### TASK REQUIREMENTS
Copy out each line below that has the word "derive" in it.

### DATASET RECORDS
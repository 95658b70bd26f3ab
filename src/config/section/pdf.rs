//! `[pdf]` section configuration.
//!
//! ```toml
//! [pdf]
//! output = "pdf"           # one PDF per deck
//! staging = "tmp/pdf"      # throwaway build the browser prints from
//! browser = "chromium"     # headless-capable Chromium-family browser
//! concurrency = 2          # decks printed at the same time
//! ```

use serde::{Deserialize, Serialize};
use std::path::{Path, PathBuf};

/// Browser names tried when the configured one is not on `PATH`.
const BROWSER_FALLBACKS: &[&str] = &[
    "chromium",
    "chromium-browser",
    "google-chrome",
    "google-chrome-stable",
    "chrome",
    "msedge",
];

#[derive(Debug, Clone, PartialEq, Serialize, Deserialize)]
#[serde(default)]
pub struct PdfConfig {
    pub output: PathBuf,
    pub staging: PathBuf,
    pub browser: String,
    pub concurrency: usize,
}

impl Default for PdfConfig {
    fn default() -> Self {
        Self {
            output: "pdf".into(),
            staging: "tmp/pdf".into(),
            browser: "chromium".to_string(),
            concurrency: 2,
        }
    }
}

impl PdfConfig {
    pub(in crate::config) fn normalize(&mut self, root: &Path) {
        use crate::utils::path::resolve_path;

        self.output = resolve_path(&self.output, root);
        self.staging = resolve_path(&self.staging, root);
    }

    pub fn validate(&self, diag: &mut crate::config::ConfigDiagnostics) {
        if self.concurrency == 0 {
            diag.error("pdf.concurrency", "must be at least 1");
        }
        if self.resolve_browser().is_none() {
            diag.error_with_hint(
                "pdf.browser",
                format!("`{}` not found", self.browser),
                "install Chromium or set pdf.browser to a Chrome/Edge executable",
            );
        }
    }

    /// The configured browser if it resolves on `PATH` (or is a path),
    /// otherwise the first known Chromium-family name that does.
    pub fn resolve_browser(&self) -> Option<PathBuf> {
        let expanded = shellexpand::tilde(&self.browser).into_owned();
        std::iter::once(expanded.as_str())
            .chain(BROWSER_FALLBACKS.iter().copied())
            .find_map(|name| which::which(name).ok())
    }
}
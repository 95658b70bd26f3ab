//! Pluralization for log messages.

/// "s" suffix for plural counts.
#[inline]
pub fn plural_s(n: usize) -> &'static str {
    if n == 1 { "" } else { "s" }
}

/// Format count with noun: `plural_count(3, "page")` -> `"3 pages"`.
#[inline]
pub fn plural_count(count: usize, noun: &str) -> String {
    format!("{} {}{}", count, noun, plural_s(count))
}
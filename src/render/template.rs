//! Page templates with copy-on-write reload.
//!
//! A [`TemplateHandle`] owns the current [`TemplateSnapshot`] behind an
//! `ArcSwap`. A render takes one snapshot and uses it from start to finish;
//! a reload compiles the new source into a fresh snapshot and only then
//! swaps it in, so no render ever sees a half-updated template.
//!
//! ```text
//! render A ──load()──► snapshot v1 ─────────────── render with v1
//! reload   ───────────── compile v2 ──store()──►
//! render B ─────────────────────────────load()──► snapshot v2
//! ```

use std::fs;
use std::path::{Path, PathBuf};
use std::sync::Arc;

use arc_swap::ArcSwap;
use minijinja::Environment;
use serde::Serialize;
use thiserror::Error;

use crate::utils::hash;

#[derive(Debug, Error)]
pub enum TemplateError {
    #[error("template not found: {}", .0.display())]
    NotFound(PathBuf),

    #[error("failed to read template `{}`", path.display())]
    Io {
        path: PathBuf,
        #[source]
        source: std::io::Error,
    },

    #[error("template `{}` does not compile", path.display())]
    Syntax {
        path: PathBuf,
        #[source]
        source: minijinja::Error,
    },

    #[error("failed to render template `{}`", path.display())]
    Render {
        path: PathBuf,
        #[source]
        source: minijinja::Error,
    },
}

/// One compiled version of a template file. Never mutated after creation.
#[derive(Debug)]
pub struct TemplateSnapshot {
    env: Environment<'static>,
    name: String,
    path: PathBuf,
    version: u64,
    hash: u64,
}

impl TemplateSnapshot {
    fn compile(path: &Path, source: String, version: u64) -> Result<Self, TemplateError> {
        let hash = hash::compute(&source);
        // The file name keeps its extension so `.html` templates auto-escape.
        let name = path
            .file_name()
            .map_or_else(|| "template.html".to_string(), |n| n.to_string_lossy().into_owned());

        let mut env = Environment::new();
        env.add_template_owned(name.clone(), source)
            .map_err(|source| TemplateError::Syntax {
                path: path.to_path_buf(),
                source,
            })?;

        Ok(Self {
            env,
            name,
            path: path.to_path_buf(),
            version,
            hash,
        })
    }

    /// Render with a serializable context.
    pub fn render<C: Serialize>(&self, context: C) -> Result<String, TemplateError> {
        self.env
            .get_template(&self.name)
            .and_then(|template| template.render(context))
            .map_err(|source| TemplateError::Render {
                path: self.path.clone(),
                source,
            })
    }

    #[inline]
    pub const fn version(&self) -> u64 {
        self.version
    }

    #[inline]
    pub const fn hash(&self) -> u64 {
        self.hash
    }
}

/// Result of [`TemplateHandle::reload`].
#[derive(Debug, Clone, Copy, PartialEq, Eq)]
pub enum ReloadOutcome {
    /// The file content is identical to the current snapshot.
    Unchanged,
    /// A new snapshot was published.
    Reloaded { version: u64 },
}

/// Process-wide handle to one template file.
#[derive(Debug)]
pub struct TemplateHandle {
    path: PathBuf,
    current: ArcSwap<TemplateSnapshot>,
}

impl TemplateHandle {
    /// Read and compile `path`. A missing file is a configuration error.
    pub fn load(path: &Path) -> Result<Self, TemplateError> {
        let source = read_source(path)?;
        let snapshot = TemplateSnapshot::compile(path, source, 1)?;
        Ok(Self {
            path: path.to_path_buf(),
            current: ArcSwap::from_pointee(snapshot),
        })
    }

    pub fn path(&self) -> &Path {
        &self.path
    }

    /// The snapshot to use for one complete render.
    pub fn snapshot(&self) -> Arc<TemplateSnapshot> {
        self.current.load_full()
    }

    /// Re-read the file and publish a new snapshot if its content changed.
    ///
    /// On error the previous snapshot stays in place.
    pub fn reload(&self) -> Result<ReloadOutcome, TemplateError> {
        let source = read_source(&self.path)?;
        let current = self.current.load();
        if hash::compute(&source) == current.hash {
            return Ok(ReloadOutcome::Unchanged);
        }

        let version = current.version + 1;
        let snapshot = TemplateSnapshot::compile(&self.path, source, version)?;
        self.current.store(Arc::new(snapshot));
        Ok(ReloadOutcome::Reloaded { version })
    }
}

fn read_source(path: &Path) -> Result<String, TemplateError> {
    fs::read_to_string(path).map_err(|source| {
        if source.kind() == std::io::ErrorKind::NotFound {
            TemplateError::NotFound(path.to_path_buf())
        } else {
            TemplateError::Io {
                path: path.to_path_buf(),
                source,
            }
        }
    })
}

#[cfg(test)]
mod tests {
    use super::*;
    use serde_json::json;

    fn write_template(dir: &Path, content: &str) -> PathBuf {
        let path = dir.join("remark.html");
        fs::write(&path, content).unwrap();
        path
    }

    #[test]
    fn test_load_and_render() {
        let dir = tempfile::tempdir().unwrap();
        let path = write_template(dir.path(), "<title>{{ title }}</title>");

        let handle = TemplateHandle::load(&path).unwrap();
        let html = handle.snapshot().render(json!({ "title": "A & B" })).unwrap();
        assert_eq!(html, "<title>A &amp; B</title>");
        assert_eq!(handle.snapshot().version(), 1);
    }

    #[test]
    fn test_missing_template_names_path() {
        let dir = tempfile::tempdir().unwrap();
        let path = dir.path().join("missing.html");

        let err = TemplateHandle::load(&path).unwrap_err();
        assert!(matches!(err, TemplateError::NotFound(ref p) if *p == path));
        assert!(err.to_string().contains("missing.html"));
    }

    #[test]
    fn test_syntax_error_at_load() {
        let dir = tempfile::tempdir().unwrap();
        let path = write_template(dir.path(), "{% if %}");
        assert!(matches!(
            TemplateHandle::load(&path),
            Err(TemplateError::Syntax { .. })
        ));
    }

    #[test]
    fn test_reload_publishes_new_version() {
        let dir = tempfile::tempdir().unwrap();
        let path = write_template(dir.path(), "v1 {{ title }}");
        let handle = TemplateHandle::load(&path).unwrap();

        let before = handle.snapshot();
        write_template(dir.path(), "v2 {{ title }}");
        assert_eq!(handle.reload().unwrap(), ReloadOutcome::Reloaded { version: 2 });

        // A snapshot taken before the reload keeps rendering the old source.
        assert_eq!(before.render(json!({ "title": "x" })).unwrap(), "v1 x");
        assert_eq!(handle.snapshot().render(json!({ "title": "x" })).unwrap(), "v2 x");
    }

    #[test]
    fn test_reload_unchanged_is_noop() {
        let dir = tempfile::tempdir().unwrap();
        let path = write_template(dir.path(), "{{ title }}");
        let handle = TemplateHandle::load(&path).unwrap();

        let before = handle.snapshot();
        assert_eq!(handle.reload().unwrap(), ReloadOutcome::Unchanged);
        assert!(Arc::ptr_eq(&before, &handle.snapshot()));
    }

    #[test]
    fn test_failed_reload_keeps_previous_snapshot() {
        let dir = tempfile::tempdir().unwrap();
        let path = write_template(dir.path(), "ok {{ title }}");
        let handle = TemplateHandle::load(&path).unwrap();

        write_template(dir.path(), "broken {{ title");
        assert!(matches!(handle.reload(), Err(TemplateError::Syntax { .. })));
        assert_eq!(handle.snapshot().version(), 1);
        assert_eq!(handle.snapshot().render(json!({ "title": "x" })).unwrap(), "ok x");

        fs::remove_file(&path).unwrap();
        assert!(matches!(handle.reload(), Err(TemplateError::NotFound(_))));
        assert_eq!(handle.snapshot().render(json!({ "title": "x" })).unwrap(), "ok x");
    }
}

### EXERCISE RESPONSE
#[derive(Debug, Clone, PartialEq, Serialize, Deserialize)]
#[derive(Debug, Error)]
#[derive(Debug)]
#[derive(Debug, Clone, Copy, PartialEq, Eq)]
#[derive(Debug)]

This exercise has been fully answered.